Well, that put a big question in my curious brain and so I went looking to find out what could
have possibly happened that people would need counseling. No where on the net could I find
anything so I ended up here and found it being discussed on the Forum. I started reading the
EPO site and got my socks blown off.

I would check in to see what ya all were discussing and I remember feeling like I wanted to
say something, but didn't dare. I just wanted to talk but I didn't even know what to say, how to
say it or if I could say anything at all. The more days that went by and I kept logging on to the
Forum, the more amazed I was that people were actually so open. I finally couldn't stand it
anymore and got brave, jumped in and honestly it felt like I had hit a button to detenate
myself when I actually posted. It was terrifying.

That posting was so very hard. You all were seasoned, had been through this rocky journey,
were rock solid in your convictions, and here I was, this nearly 30 year pwk that was dutifully
living the life and times of Maharaji's World. For those of you that weren't there, that was a big
buzz word at a Long Beach event.....the world of knowledge. There's this world but then
there's the other world, the world of knowledge.......

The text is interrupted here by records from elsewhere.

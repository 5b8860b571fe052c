//! Readify Core Library
//!
//! This crate provides the core functionality for Readify, a small
//! book-discovery tool: a fixed catalog, pure queries over it, and the
//! reader's locally persisted state.
//!
//! # Architecture
//!
//! - **Catalog**: read-only list of books, populated once
//! - **Queries**: text/genre/length filters and a random pick
//! - **Storage**: typed JSON values over a flat key-value store
//!
//! # Quick Start
//!
//! ```text
//! let mut store = Store::open(&Config::load()?)?;
//!
//! // Browse
//! let hits = filter_by_text_and_genre(store.catalog().all_books(), "potter", Selection::All);
//!
//! // Track
//! store.touch_streak()?;
//! store.save_progress(&ProgressForm::new("300", "120", "20"))?;
//! ```
//!
//! # Modules
//!
//! - `store`: Unified per-user state interface (main entry point)
//! - `catalog`: The built-in book list
//! - `query`: Catalog filters and random pick
//! - `recommend`: Stateful recommender session
//! - `progress`: Reading-progress calculation
//! - `streak`: Daily visit streak
//! - `feedback`: Feedback form validation
//! - `storage`: Key-value backends and JSON persistence
//! - `offline`: Offline asset cache lifecycle
//! - `daily`: Author of the day and quote rotation
//! - `focus`: Ambient sound selection
//! - `clock`: Injectable date source
//! - `config`: Application configuration

pub mod catalog;
pub mod clock;
pub mod config;
pub mod daily;
pub mod error;
pub mod feedback;
pub mod focus;
pub mod models;
pub mod offline;
pub mod progress;
pub mod query;
pub mod recommend;
pub mod storage;
pub mod store;
pub mod streak;

pub use catalog::Catalog;
pub use clock::{Clock, FixedClock, SystemClock};
pub use config::Config;
pub use error::{ReadifyError, Result};
pub use feedback::FeedbackDraft;
pub use models::{
    Book, FeedbackEntry, Genre, Length, ProgressRecord, ReadingListEntry, Review, Selection,
    StreakRecord,
};
pub use progress::{compute_progress, ProgressForm, ProgressReport};
pub use query::{filter_by_genre_and_length, filter_by_text_and_genre, pick_random};
pub use recommend::Recommender;
pub use storage::{KeyValueStore, MemoryStore, Persistence, SqliteStore, StorageError};
pub use store::Store;
pub use streak::compute_streak;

For me, it was like jumping into a blender and having someone hit frappe. I can't explain what
it's like to one day be a Erika whats her name and the next, sitting bug eyed at the comp
feeling like calling 911 to bring a straight jacket, and take me where? Where the hell does
one go to recover, recapture, reorganize a life that flew out the window in less than a blink of
an eye?

I couldn't call my best friends who had watched me join up way back when and thought I'd
lost all my marbles.

I couldn't call up my parents who had watched me march off to every corner of the world to
see M, join an ashram and leave behind everything that had ever meant anything to me.

I couldn't tell my husband that the greatest thing in my life, which I introduced him to, was a
big scam.

I couldn't tell my children, who I had spoon fed on knowledge and now wanted knowledge for
themselves, that it was all possibly one big lie.

I couldn't call up the premies I have spent these years with and blow their world up along with
mine.

I couldn't put an APB out over First Class and ask for clarification, well maybe I should have.

The point is, as my world was falling apart, I really had no where to turn but here. Honestly.

Finding a psychiatrist and to even start to go into this was too much to even contemplate.

Nope, you guys were it. You didn't know you were it, but you were. Sanity in the face of my
dwindling grip on the most intimate part of my soul.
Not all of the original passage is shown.